> Task
Take the records below and retype them line by line, from the first line through the one containing "code page images, decrypt and decompress"; stop there.
[[ Available data open ]]
//! paperqr: encrypted paper backups as QR code pages
//!
//! Commands:
//!   encode <input>                  - compress, encrypt and render QR page images
//!   decode <image>... -o <output>   - scan page images, decrypt and decompress
//!   config show                     - display current configuration

use anyhow::{Context, Result};
use clap::{Parser, Subcommand};
use secrecy::SecretString;
use std::path::{Path, PathBuf};

use paperqr_core::config::{LogFormat, PaperConfig};
use paperqr_crypto::MIN_PASSWORD_LEN;
use paperqr_engine::{CommandBarcode, EncodeOptions};
use paperqr_pages::PageImage;

// ── CLI structure ──────────────────────────────────────────────────────────────

#[derive(Parser, Debug)]
#[command(
    name = "paperqr",
    version,
    about = "Compress, encrypt and convert data into QR codes",
    long_about = "paperqr: back up small secrets on paper as password-encrypted QR code pages"
)]
struct Cli {
    /// Path to paperqr.toml configuration file
    #[arg(long, short = 'c', env = "PAPERQR_CONFIG", default_value = "paperqr.toml")]
    config: PathBuf,

    #[command(subcommand)]
    command: Commands,
}

#[derive(Subcommand, Debug)]
enum Commands {
    /// Compress, encrypt and convert a file into QR code page images
    Encode {
        /// File to back up
        input: PathBuf,
        /// Directory for page images (overrides config)
        #[arg(long, short = 'o')]
        output_dir: Option<PathBuf>,
        /// Maximum number of pages to generate, 0 for no limit (overrides config)
        #[arg(long)]
        max_pages: Option<usize>,
        /// Overwrite existing page images
        #[arg(long)]
        force: bool,
    },

    /// Scan QR code page images, decrypt and decompress
    Decode {
        /// Page images, in any order
        #[arg(required = true)]
        images: Vec<PathBuf>,
        /// Output file for the restored data
        #[arg(long, short = 'o')]
        output: PathBuf,
        /// Overwrite the output file if it exists
        #[arg(long)]
        force: bool,
    },

    /// Configuration management
    Config {
        #[command(subcommand)]
        action: ConfigAction,
    },
}

#[derive(Subcommand, Debug)]
enum ConfigAction {
    /// Print the active configuration (merged defaults + config file)
    Show,
}

// ── Entry point ───────────────────────────────────────────────────────────────

fn main() -> Result<()> {
    let cli = Cli::parse();

    let loaded = PaperConfig::read(&cli.config)?;
    let found = loaded.is_some();
    let config = loaded.unwrap_or_default();

    init_logging(&config.log.level, config.log.format);

    tracing::debug!(
        version = env!("CARGO_PKG_VERSION"),
        config = %cli.config.display(),
        "paperqr starting"
    );
    if !found {
        tracing::warn!(
            "config file not found: {}  (using defaults)",
            cli.config.display()
        );
    }

    match cli.command {
        Commands::Encode {
            input,
            output_dir,
            max_pages,
            force,
        } => cmd_encode(&config, &input, output_dir, max_pages, force),
        Commands::Decode {
            images,
            output,
            force,
        } => cmd_decode(&config, &images, &output, force),
        Commands::Config {
            action: ConfigAction::Show,
        } => cmd_config_show(&config, &cli.config),
    }
}

fn init_logging(level: &str, format: LogFormat) {
    use tracing_subscriber::{fmt, layer::SubscriberExt, util::SubscriberInitExt, EnvFilter};

    let filter = EnvFilter::try_from_default_env().unwrap_or_else(|_| EnvFilter::new(level));

    match format {
        LogFormat::Json => {
            tracing_subscriber::registry()
                .with(filter)
                .with(fmt::layer().json().with_writer(std::io::stderr))
                .init();
        }
        LogFormat::Text => {
            tracing_subscriber::registry()
                .with(filter)
                .with(fmt::layer().with_writer(std::io::stderr))
                .init();
        }
    }
}

// ── `paperqr encode` ──────────────────────────────────────────────────────────

fn cmd_encode(
    config: &PaperConfig,
    input: &Path,
    output_dir: Option<PathBuf>,
    max_pages: Option<usize>,
    force: bool,
) -> Result<()> {
    let mut config = config.clone();
    if let Some(dir) = output_dir {
        config.output.directory = dir;
    }
    if let Some(max) = max_pages {
        config.output.max_pages = max;
    }

    // Page 1 always exists; refuse before the expensive key derivation
    if !force {
        ensure_absent(&[page_path(&config, 1)])?;
    }

    let payload = std::fs::read(input)
        .with_context(|| format!("reading input file: {}", input.display()))?;

    let password = prompt_password(true, read_password)?;

    println!("Encoding {} ({})", input.display(), fmt_bytes(payload.len()));

    let barcode = CommandBarcode::from_config(&config.barcode);
    let options = EncodeOptions::from_config(&config);
    let encoded = paperqr_engine::encode(&payload, &password, &barcode, &options)
        .with_context(|| format!("encoding {}", input.display()))?;

    let paths: Vec<PathBuf> = (1..=encoded.page_count())
        .map(|page| page_path(&config, page))
        .collect();
    if !force {
        ensure_absent(&paths)?;
    }

    std::fs::create_dir_all(&config.output.directory).with_context(|| {
        format!("creating output directory: {}", config.output.directory.display())
    })?;
    for (path, image) in paths.iter().zip(&encoded.images) {
        std::fs::write(path, image)
            .with_context(|| format!("writing page image: {}", path.display()))?;
    }
    tracing::info!(
        pages = paths.len(),
        directory = %config.output.directory.display(),
        "wrote page images"
    );

    println!();
    println!("Encode complete (verified by decoding the generated pages):");
    println!("  pages:      {}", encoded.page_count());
    println!("  input:      {}", fmt_bytes(encoded.payload_len));
    println!("  compressed: {}", fmt_bytes(encoded.compressed_len));
    println!("  encrypted:  {}", fmt_bytes(encoded.blob_len));
    for path in &paths {
        println!("  {}", path.display());
    }

    Ok(())
}

// ── `paperqr decode` ──────────────────────────────────────────────────────────

fn cmd_decode(config: &PaperConfig, images: &[PathBuf], output: &Path, force: bool) -> Result<()> {
    if !force {
        ensure_absent(std::slice::from_ref(&output.to_path_buf()))?;
    }

    let pages = images
        .iter()
        .map(|path| {
            let bytes = std::fs::read(path)
                .with_context(|| format!("reading page image: {}", path.display()))?;
            Ok(PageImage::new(path.display().to_string(), bytes))
        })
        .collect::<Result<Vec<_>>>()?;

    let password = prompt_password(false, read_password)?;

    println!("Decoding {} page image(s)", pages.len());

    let barcode = CommandBarcode::from_config(&config.barcode);
    let payload = paperqr_engine::decode(&pages, &password, &barcode, config.scan.workers)
        .context("decoding page images")?;

    std::fs::write(output, &payload)
        .with_context(|| format!("writing output file: {}", output.display()))?;
    tracing::info!(output = %output.display(), bytes = payload.len(), "wrote decoded payload");

    println!();
    println!("Decoded:");
    println!("  output: {}", output.display());
    println!("  bytes:  {}", fmt_bytes(payload.len()));

    Ok(())
}

// ── `paperqr config show` ─────────────────────────────────────────────────────

fn cmd_config_show(config: &PaperConfig, config_path: &Path) -> Result<()> {
    println!("# paperqr configuration");
    println!("# source: {}", config_path.display());
    println!();
    let rendered = toml::to_string_pretty(config).context("serializing config")?;
    print!("{rendered}");
    Ok(())
}

// ── Helpers ──────────────────────────────────────────────────────────────────

/// Consecutive empty answers tolerated before giving up (EOF on stdin).
const MAX_EMPTY_READS: usize = 3;

/// Ask for the password until it is long enough (and, when encoding,
/// typed identically twice).
fn prompt_password<F>(with_confirm: bool, mut read: F) -> Result<SecretString>
where
    F: FnMut(&str) -> Result<String>,
{
    let mut empty_reads = 0;
    loop {
        let password = read("Enter your password: ")?;
        if password.is_empty() {
            empty_reads += 1;
            if empty_reads >= MAX_EMPTY_READS {
                anyhow::bail!("no password entered");
            }
        } else {
            empty_reads = 0;
        }
        if password.len() < MIN_PASSWORD_LEN {
            eprintln!("\nPassword must at least have a length of {MIN_PASSWORD_LEN}. Please try again.\n");
            continue;
        }
        if with_confirm {
            let repeated = read("Repeat your password: ")?;
            if password != repeated {
                eprintln!("\nPasswords do not match. Please try again.\n");
                continue;
            }
        }
        return Ok(SecretString::from(password));
    }
}

fn read_password(prompt: &str) -> Result<String> {
    let password = rpassword::prompt_password(prompt).context("reading password")?;
    Ok(password.trim().to_string())
}

fn page_path(config: &PaperConfig, page: usize) -> PathBuf {
    config.output.directory.join(format!(
        "{}-{:03}.{}",
        config.output.file_prefix, page, config.barcode.image_extension
    ))
}

fn ensure_absent(paths: &[PathBuf]) -> Result<()> {
    if let Some(existing) = paths.iter().find(|p| p.exists()) {
        anyhow::bail!(
            "{} already exists: either set flag --force or choose another output",
            existing.display()
        );
    }
    Ok(())
}

fn fmt_bytes(bytes: usize) -> String {
    if bytes >= 1024 * 1024 {
        format!("{:.1} MiB", bytes as f64 / (1024.0 * 1024.0))
    } else if bytes >= 1024 {
        format!("{:.1} KiB", bytes as f64 / 1024.0)
    } else {
        format!("{bytes} B")
    }
}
[[ Available data closed ]]
> Answer
//! paperqr: encrypted paper backups as QR code pages
//!
//! Commands:
//!   encode <input>                  - compress, encrypt and render QR page images
//!   decode <image>... -o <output>   - scan page images, decrypt and decompress
//!   config show                     - display current configuration

use anyhow::{Context, Result};
use clap::{Parser, Subcommand};
use secrecy::SecretString;
use std::path::{Path, PathBuf};

use paperqr_core::config::{LogFormat, PaperConfig};
use paperqr_crypto::MIN_PASSWORD_LEN;
use paperqr_engine::{CommandBarcode, EncodeOptions};
use paperqr_pages::PageImage;

// ── CLI structure ──────────────────────────────────────────────────────────────

#[derive(Parser, Debug)]
#[command(
    name = "paperqr",
    version,
    about = "Compress, encrypt and convert data into QR codes",
    long_about = "paperqr: back up small secrets on paper as password-encrypted QR code pages"
)]
struct Cli {
    /// Path to paperqr.toml configuration file
    #[arg(long, short = 'c', env = "PAPERQR_CONFIG", default_value = "paperqr.toml")]
    config: PathBuf,

    #[command(subcommand)]
    command: Commands,
}

#[derive(Subcommand, Debug)]
enum Commands {
    /// Compress, encrypt and convert a file into QR code page images
    Encode {
        /// File to back up
        input: PathBuf,
        /// Directory for page images (overrides config)
        #[arg(long, short = 'o')]
        output_dir: Option<PathBuf>,
        /// Maximum number of pages to generate, 0 for no limit (overrides config)
        #[arg(long)]
        max_pages: Option<usize>,
        /// Overwrite existing page images
        #[arg(long)]
        force: bool,
    },

    /// Scan QR code page images, decrypt and decompress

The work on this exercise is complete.